数学A/整数問題数学2/式と証明テーマ/整数の証明テーマ/不等式の証明
北海道大学 2019年 理系 第2問 解説

方針・初手

$a_n = n(n+1)$、$a_{n+3} = (n+3)(n+4)$ はともに連続する2つの整数の積である。連続する2整数の積は必ず偶数になるという基本的な性質を利用する。 (2)以降は、最大公約数 $d_n$ がある数 $k$ の倍数であると仮定し、整数の剰余や合同式を用いて矛盾を導く(背理法)方針が有効である。また、多項式の差や商を考えて $n$ を消去し、$d_n$ の候補を絞り込むユークリッドの互除法的なアプローチも強力な別解となる。

解法1

(1)

$n$ と $n+1$ は連続する2つの自然数であるから、いずれか一方は偶数である。 したがって、その積 $a_n = n(n+1)$ は偶数である。

同様に、$n+3$ と $n+4$ も連続する2つの自然数であるから、その積 $a_{n+3} = (n+3)(n+4)$ も偶数である。
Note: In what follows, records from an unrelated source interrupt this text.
pub mod capabilities;
pub mod onboarding;
pub mod session_store;

pub use capabilities::{
    BiometricAuthenticator, BiometricError, MissingBiometricAuthenticator,
    MissingTransferSubmitter, SimulatedTransferSubmitter, TransferRequest, TransferSubmitter,
};
pub use onboarding::{DwellTimings, OnboardingController, OnboardingError, OnboardingNotice};
pub use session_store::{EstablishOptions, SessionSettings, SessionStore};

#[cfg(test)]
#[path = "tests/support.rs"]
mod test_support;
$a_n$ と $a_{n+3}$ がともに偶数(2の倍数)であるから、その最大公約数 $d_n$ も2の倍数となる。 よって、$d_n$ は偶数である。

(2)

$d_n$ が 8 で割り切れると仮定して矛盾を導く。 $d_n$ が 8 の倍数であるとき、$d_n$ は $a_n$ と $a_{n+3}$ の公約数であるから、$a_n$ と $a_{n+3}$ はともに 8 の倍数となる。 $n$ の偶奇で場合分けをする。

(i) $n$ が偶数のとき

$n+1$ は奇数である。$a_n = n(n+1)$ が 8 の倍数となるためには、$n$ が 8 の倍数でなければならない。 $n = 8k$($k$ は自然数)とおくと、 $$ a_{n+3} = (8k+3)(8k+4) = 4(8k+3)(2k+1) $$ ここで、$8k+3$ と $2k+1$ はともに奇数であるから、それらの積も奇数となる。 したがって、$a_{n+3}$ は 4 の倍数ではあるが、8 の倍数ではない。これは $a_{n+3}$ が 8 の倍数であることに矛盾する。

(ii) $n$ が奇数のとき

$n$ は奇数であるから、$a_n = n(n+1)$ が 8 の倍数となるためには、$n+1$ が 8 の倍数でなければならない。 $n+1 = 8k$($k$ は自然数)とおくと、$n = 8k-1$ となり、 $$ a_{n+3} = (8k+2)(8k+3) = 2(4k+1)(8k+3) $$ ここで、$4k+1$ と $8k+3$ はともに奇数であるから、それらの積も奇数となる。 したがって、$a_{n+3}$ は 2 の倍数ではあるが、4 の倍数ではなく、まして 8 の倍数ではない。これは矛盾である。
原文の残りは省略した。